Текстовой анализ одной новеллы Эдгара По
Текстовой анализ
Структурный анализ повествования переживает в наши дни стадию бурной разработки. Все исследования имеют общую научную основу — семиологию, или науку о значениях; но уже сейчас между разными исследованиями обнаруживаются расхождения (и это надо приветствовать), связанные с различными представлениями о научном статусе семиологии, то есть о своем собственном исследовательском языке. Эти расхождения (конструктивные) могут быть в принципе сведены к. общему различию двух направлений. Первое направление видит свою цель в том, чтобы, исходя из всех существующих повествований, разработать единую нарративную модель, разумеется, формальную. После того, как эта модель (структура или грамматика Повествования) будет найдена, можно будет с ее помощью анализировать каждое конкретное повествование в терминах отклонений. Второе направление сразу подводит всякое конкретное повествование (по крайней мере, когда это возможно) под категорию «Текст».
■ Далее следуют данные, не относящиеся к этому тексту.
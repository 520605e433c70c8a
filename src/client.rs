use crate::errors::{FailedRequest, Unauthorized};
use failure::{Error, ResultExt};
use reqwest::header::{ACCEPT, USER_AGENT};
use reqwest::{Client, Method, RequestBuilder, Response, StatusCode};
use serde_json::Value;

const AGENT: &str = "repo-shelf";

/// A thin JSON-over-HTTP client scoped to a single base URL.
#[derive(Debug, Clone)]
pub struct ApiClient {
    inner: Client,
    base_url: String,
}

impl ApiClient {
    pub fn new<S: Into<String>>(base_url: S) -> ApiClient {
        let base_url = base_url.into().trim_end_matches('/').to_string();

        ApiClient {
            inner: Client::new(),
            base_url,
        }
    }

    /// The full URL for an endpoint relative to the base URL.
    pub fn endpoint(&self, path: &str) -> String {
        format!("{}/{}", self.base_url, path.trim_start_matches('/'))
    }

    pub async fn get_json(
        &self,
        path: &str,
        query: &[(&str, String)],
    ) -> Result<Value, Error> {
        let request = self.request(Method::GET, path).query(query);
        self.execute(request).await
    }

    /// Send a request with an optional JSON body and parse the JSON reply.
    pub async fn send_json(
        &self,
        method: Method,
        path: &str,
        body: Option<&Value>,
    ) -> Result<Value, Error> {
        let mut request = self.request(method, path);

        if let Some(body) = body {
            request = request.json(body);
        }

        self.execute(request).await
    }

    fn request(&self, method: Method, path: &str) -> RequestBuilder {
        self.inner
            .request(method, &self.endpoint(path))
            .header(USER_AGENT, AGENT)
            .header(ACCEPT, "application/json")
    }

    async fn execute(&self, request: RequestBuilder) -> Result<Value, Error> {
        let request = request
            .build()
            .context("Generated invalid request. This is a bug.")?;
        let url = request.url().to_string();
        debug!("Sending {} request to {:?}", request.method(), url);

        let response = self
            .inner
            .execute(request)
            .await
            .context("Unable to send request")?;

        let status = response.status();
        debug!("Received response ({})", status);

        if log_enabled!(log::Level::Trace) {
            for line in format!("Response Headers {:#?}", response.headers()).lines()
            {
                trace!("{}", line);
            }
        }

        check_status(status, &url)?;
        let raw = read_body(response).await?;

        if log_enabled!(log::Level::Trace) {
            trace!("Body:");
            let pretty = serde_json::to_string_pretty(&raw)
                .unwrap_or_else(|_| raw.to_string());
            for line in pretty.lines() {
                trace!("{}", line);
            }
        }

        Ok(raw)
    }
}

fn check_status(status: StatusCode, url: &str) -> Result<(), Error> {
    if status.is_success() {
        return Ok(());
    }

    warn!("Request failed with {}", status);

    if status == StatusCode::UNAUTHORIZED || status == StatusCode::FORBIDDEN {
        Err(Unauthorized {
            status,
            url: url.to_string(),
        }
        .into())
    } else {
        Err(FailedRequest {
            status,
            url: url.to_string(),
        }
        .into())
    }
}

async fn read_body(response: Response) -> Result<Value, Error> {
    let bytes = response
        .bytes()
        .await
        .context("Unable to read the response body")?;

    if bytes.is_empty() {
        return Ok(Value::Null);
    }

    let raw = serde_json::from_slice(&bytes)
        .context("Unable to deserialize response")?;
    Ok(raw)
}
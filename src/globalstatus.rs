//! Fetch and search the tool's global status report.
//!
//! The report is expected to look like this:
//!
//! ```text
//! id       name    provider   state    directory
//! ----------------------------------------------------------
//! abc123   web     virtualbox running  /home/me/web
//! def456   db      virtualbox poweroff /home/me/db
//!
//! The above shows information about all known Vagrant environments
//! ```
//!
//! The name column has no fixed width, so the offset of the column that
//! follows it (the _marker_, `provider` by default) in the header is used to
//! cut every data row before splitting it into an id and a name.

use std::process::Command;

use regex::Regex;
use tracing::{debug, trace};

use crate::config::ToolConfig;
use crate::entry::Entry;
use crate::err::Error;
use crate::platform;
use crate::strutils::{buf_to_string, is_blank, truncate_at};
use crate::utils;


/// An id made of word characters, whitespace, then a non-empty name.
pub const ROW_PATTERN: &str = r"^(\w+)\s+(\S.*)$";


/// Run the tool's global status command and return its standard output.
pub fn get_output(cfg: &ToolConfig) -> Result<String, Error> {
  let exe = platform::locate(cfg)?;

  let mut cmd = Command::new(exe);
  cmd.arg(&cfg.subcommand);

  let (stdout, stderr) = utils::exec(cmd)?;
  if !stderr.is_empty() {
    debug!("{} stderr: {}", cfg.tool, String::from_utf8_lossy(&stderr));
  }

  buf_to_string(stdout)
}


/// Find the entry named `lookup` in a global status `report`.
///
/// The first line is the header and must contain `cfg.marker`; the line
/// after it is skipped.  Data rows are scanned until the first blank line and
/// the first row whose (trimmed) name equals `lookup` is returned.  Any row
/// that can't be split into an id and a name aborts the scan.
///
/// ```
/// use vname::{globalstatus, ToolConfig};
///
/// let report = "\
/// id       name    provider   state
/// -------------------------------------
/// abc123   web     virtualbox running
/// def456   db      virtualbox poweroff
///
/// total entries: 2
/// ";
///
/// let cfg = ToolConfig::default();
/// let entry = globalstatus::parse(report, "db", &cfg).unwrap();
/// assert_eq!(entry.id(), "def456");
///
/// let err = globalstatus::parse(report, "cache", &cfg).unwrap_err();
/// assert!(err.is_not_found());
/// ```
pub fn parse(
  report: &str,
  lookup: &str,
  cfg: &ToolConfig
) -> Result<Entry, Error> {
  let re = Regex::new(ROW_PATTERN)?;

  let mut lines = report.lines();

  let header = lines.next().filter(|line| !is_blank(line));
  let cutoff = match header.and_then(|h| h.find(cfg.marker.as_str())) {
    Some(col) => col,
    None => {
      return Err(Error::MalformedHeader {
        marker: cfg.marker.clone(),
        command: cfg.command_line()
      });
    }
  };
  debug!("'{}' column starts at offset {}", cfg.marker, cutoff);

  // Separator (or spacer) between the header and the rows.
  lines.next();

  for line in lines {
    if is_blank(line) {
      break;
    }

    let row = truncate_at(line, cutoff);
    let cap = match re.captures(row) {
      Some(cap) => cap,
      None => {
        return Err(Error::MalformedRow {
          line: row.to_string(),
          pattern: ROW_PATTERN.to_string()
        });
      }
    };

    let entry = Entry::new(&cap[1], &cap[2]);
    trace!("row: id={} name={}", entry.id(), entry.name());
    if entry.name() == lookup {
      return Ok(entry);
    }
  }

  Err(Error::NotFound(lookup.to_string()))
}


/// Fetch the global status report and find the entry named `name` in it.
pub fn get_entry(name: &str, cfg: &ToolConfig) -> Result<Entry, Error> {
  let out = get_output(cfg)?;
  parse(&out, name, cfg)
}



// vim: set ft=rust et sw=2 ts=2 sts=2 cinoptions=2 tw=79 :
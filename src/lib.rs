//! Look up a Vagrant machine's id from its name.
//!
//! Vagrant only exposes its machine index through the human-oriented
//! `vagrant global-status` report, so this crate runs that command and picks
//! the report apart.  It's about as robust as that sounds: any change to the
//! report's layout is treated as a hard error rather than guessed around.
//!
//! # Examples
//!
//! Print the id of the machine named _web_.
//!
//! ```no_run
//! use vname::ToolConfig;
//!
//! let cfg = ToolConfig::default();
//! let entry = vname::globalstatus::get_entry("web", &cfg).unwrap();
//! print!("{}", entry.id());
//! ```

mod strutils;
mod utils;

pub mod config;
pub mod entry;
pub mod err;
pub mod globalstatus;
pub mod platform;

pub use config::ToolConfig;
pub use entry::Entry;
pub use err::Error;


/// Check whether the configured tool can be found.
pub fn have_tool(cfg: &ToolConfig) -> bool {
  platform::locate(cfg).is_ok()
}



// vim: set ft=rust et sw=2 ts=2 sts=2 cinoptions=2 tw=79 :
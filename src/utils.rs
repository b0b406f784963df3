use std::process::Command;

use tracing::debug;

use crate::err::Error;


/// Run `cmd` to completion and return its stdout and stderr.
///
/// A command that can't be spawned yields `FailedToExecute`, one that exits
/// unsuccessfully yields `CommandFailed` carrying its exit code and stderr.
pub(crate) fn exec(mut cmd: Command) -> Result<(Vec<u8>, Vec<u8>), Error> {
  debug!("executing {:?}", cmd);

  let out = match cmd.output() {
    Ok(out) => out,
    Err(e) => {
      return Err(Error::FailedToExecute(format!("{:?}; {}", cmd, e)));
    }
  };

  if out.status.success() {
    Ok((out.stdout, out.stderr))
  } else {
    let stderr = String::from_utf8_lossy(&out.stderr);
    Err(Error::CommandFailed(
      out.status.code(),
      format!("{:?}; {}", cmd, stderr.trim())
    ))
  }
}


#[cfg(all(test, unix))]
mod tests {
  use super::*;

  #[test]
  fn captures_stdout() {
    let mut cmd = Command::new("sh");
    cmd.args(&["-c", "echo hello"]);
    let (stdout, _) = exec(cmd).unwrap();
    assert_eq!(stdout, b"hello\n");
  }

  #[test]
  fn nonzero_exit_is_command_failed() {
    let mut cmd = Command::new("sh");
    cmd.args(&["-c", "echo nope >&2; exit 3"]);
    match exec(cmd) {
      Err(Error::CommandFailed(Some(3), msg)) => assert!(msg.ends_with("nope")),
      other => panic!("unexpected result: {:?}", other)
    }
  }

  #[test]
  fn unspawnable_is_failed_to_execute() {
    let cmd = Command::new("/nonexistent/vname-test-binary");
    match exec(cmd) {
      Err(Error::FailedToExecute(_)) => {}
      other => panic!("unexpected result: {:?}", other)
    }
  }
}

// vim: set ft=rust et sw=2 ts=2 sts=2 cinoptions=2 tw=79 :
Текст при этом понимается как пространство, где идет процесс образования значений, то есть процесс означивания (в конце мы еще вернемся к этому слову). Текст подлежит наблюдению не как законченный, замкнутый продукт, а как идущее на наших глазах
производство, «подключенное» к другим текстам, другим кодам (сфера интертекстуальности) у связанное тем самым с обществом, с Историей, но связанное не отношениями детерминации, а отношениями цитации. Следовательно, необходимо в известном смысле различать структурный анализ и текстовой анализу не рассматривая их, однако, как взаимоисключающие: собственно структурный анализ применяется главным образом к устному повествованию (мифу); текстовой же анализ (пример которого мы попытаемся ниже продемонстрировать) применяется исключительно к письменному тексту
Текстовой анализ не ставит себе целью описание структуры произведения; задача видится не в том, чтобы зарегистрировать некую устойчивую структуру, а скорее в том, чтобы произвести подвижную структурацию текста (структурацию, которая меняется от читателя к читателю на протяжении Истории), проникнуть в смысловой объем произведения, в процесс означивания. Текстовой анализ не стремится выяснить, чем детерминирован данный текст, взятый в целом как следствие определенной причины; цель состоит скорее в том, чтобы увидеть, как текст взрывается и рассеивается в межтекстовом пространстве. Таким образом, мы возьмем один повествовательный текст, один рассказ и прочитаем его настолько медленно, насколько это будет необходимо; прочитаем, делая остановки столь часто, сколь потребуется (раскрепощенность — принципиально важная предпосылка нашей работы). Наша задача: попытаться уловить и классифицировать (ни в коей мере не претендуя на строгость) отнюдь не все смыслы текста (это было бы невозможно, поскольку текст бесконечно открыт в бесконечность: ни один читатель, ни один субъект, ни одна наука не в силах остановить движение текста), а, скорее, те формы, те коды, через которые идет возникновение смыслов текста. Мы будем прослеживать пути смыслообразования. Мы не ставим перед собой задачи найти единственный смысл, ни даже один из возможных смыслов текста; наша работа не имеет отношения к литературной критике герменевтического типа (то есть критике, стремящейся дать интерпретацию текста с целью выявления той истины, которая, по мнению критика, сокрыта в тексте); к этому типу относится, например, марксистская или психоаналитическая критика.